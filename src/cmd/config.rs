use std::path::Path;
use std::sync::OnceLock;
use std::time::Duration;

use cipher::rsa::{KeyGenerator, DEFAULT_TEST_ROUNDS};
use config::Config;
use serde::{Deserialize, Serialize};

use crate::session::DEFAULT_MAX_PAYLOAD;

#[derive(Debug, Clone, Deserialize, Serialize, PartialEq, Eq)]
pub struct RsaCbcConfig {
    // RSA modulus bits length, 512 is only good for demonstration
    pub bits: usize,

    pub prime_test_rounds: usize,

    // server listen address, the IPv6 wildcard by default
    pub bind_host: String,

    // address the client connects to
    pub host: String,

    pub port: u16,

    // byte size of one logical message
    pub max_payload: usize,

    // 0 means unbounded
    pub keygen_max_candidates: usize,

    // milliseconds, 0 means no deadline
    pub keygen_timeout_ms: u64,
}

impl Default for RsaCbcConfig {
    fn default() -> Self {
        Self {
            bits: 512,
            prime_test_rounds: DEFAULT_TEST_ROUNDS,
            bind_host: "::".to_string(),
            host: "::1".to_string(),
            port: 1234,
            max_payload: DEFAULT_MAX_PAYLOAD,
            keygen_max_candidates: 0,
            keygen_timeout_ms: 0,
        }
    }
}

static CONFIG: OnceLock<RsaCbcConfig> = OnceLock::new();

impl RsaCbcConfig {
    /// defaults -> config file(json/json5) -> environment variables `RSACBC_<FIELD>`
    pub fn load(f: Option<&Path>) -> anyhow::Result<Self> {
        let default_config = Config::try_from(&RsaCbcConfig::default())?;

        let mut config = Config::builder().add_source(default_config);
        if let Some(f) = f {
            config = config.add_source(config::File::from(f).required(true));
        }
        config = config.add_source(
            config::Environment::with_prefix("RSACBC")
                .prefix_separator("_")
                .separator("__")
                .try_parsing(true),
        );

        let mut cfg: RsaCbcConfig = config.build()?.try_deserialize()?;
        cfg.prime_test_rounds = cfg.prime_test_rounds.max(1);
        cfg.max_payload = cfg.max_payload.max(1);

        log::trace!("{:?}", cfg);

        Ok(cfg)
    }

    /// 只在进程启动时调用一次, 之后的调用返回第一次的结果
    pub fn init(f: Option<&Path>) -> anyhow::Result<&'static Self> {
        if let Some(cfg) = CONFIG.get() {
            return Ok(cfg);
        }

        let cfg = Self::load(f)?;
        Ok(CONFIG.get_or_init(|| cfg))
    }

    pub fn config() -> &'static Self {
        CONFIG.get_or_init(|| {
            Self::load(None).unwrap_or_else(|e| {
                log::warn!("load config failed, use the default config: {e}");
                Self::default()
            })
        })
    }

    pub fn key_generator(&self, bits: usize, rounds: usize) -> KeyGenerator {
        let mut keygen = KeyGenerator::new(bits).rounds(rounds);
        if self.keygen_max_candidates > 0 {
            keygen = keygen.max_candidates(self.keygen_max_candidates);
        }
        if self.keygen_timeout_ms > 0 {
            keygen = keygen.timeout(Duration::from_millis(self.keygen_timeout_ms));
        }
        keygen
    }
}

#[cfg(test)]
mod tests {
    use super::RsaCbcConfig;
    use std::io::Write;

    #[test]
    fn defaults() {
        let cfg = RsaCbcConfig::default();
        assert_eq!(cfg.bits, 512);
        assert_eq!(cfg.prime_test_rounds, 10);
        assert_eq!(cfg.port, 1234);
        assert_eq!(cfg.bind_host, "::");
        assert_eq!(cfg.host, "::1");
        assert_eq!(cfg.max_payload, 64 * 1024);
        assert_eq!(cfg.key_generator(512, 10).bits_len(), 512);
    }

    #[test]
    fn from_file() {
        let mut path = std::env::temp_dir();
        path.push(format!("rsacbc-config-{}.json", std::process::id()));
        {
            let mut f = std::fs::File::create(&path).unwrap();
            let data = r#"{"bits": 2048, "port": 4321, "prime_test_rounds": 0, "bind_host": "0.0.0.0"}"#;
            f.write_all(data.as_bytes()).unwrap();
        }

        let cfg = RsaCbcConfig::load(Some(path.as_path()));
        std::fs::remove_file(&path).unwrap();
        let cfg = cfg.unwrap();
        assert_eq!(cfg.bits, 2048);
        assert_eq!(cfg.port, 4321);
        assert_eq!(cfg.prime_test_rounds, 1);
        assert_eq!(cfg.bind_host, "0.0.0.0");
        assert_eq!(cfg.host, RsaCbcConfig::default().host);
    }

    #[test]
    fn missing_file() {
        let mut path = std::env::temp_dir();
        path.push("rsacbc-config-not-exist.json");
        assert!(RsaCbcConfig::load(Some(path.as_path())).is_err());
    }
}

........

EXERCISE REQUIREMENTS: Would you please write out, exactly and with no other lines, the stretch of the listing above from the line containing "one logical message" through the line containing "impl Default for"?

TASK OUTPUT:
    // byte size of one logical message
    pub max_payload: usize,

    // 0 means unbounded
    pub keygen_max_candidates: usize,

    // milliseconds, 0 means no deadline
    pub keygen_timeout_ms: u64,
}

impl Default for RsaCbcConfig {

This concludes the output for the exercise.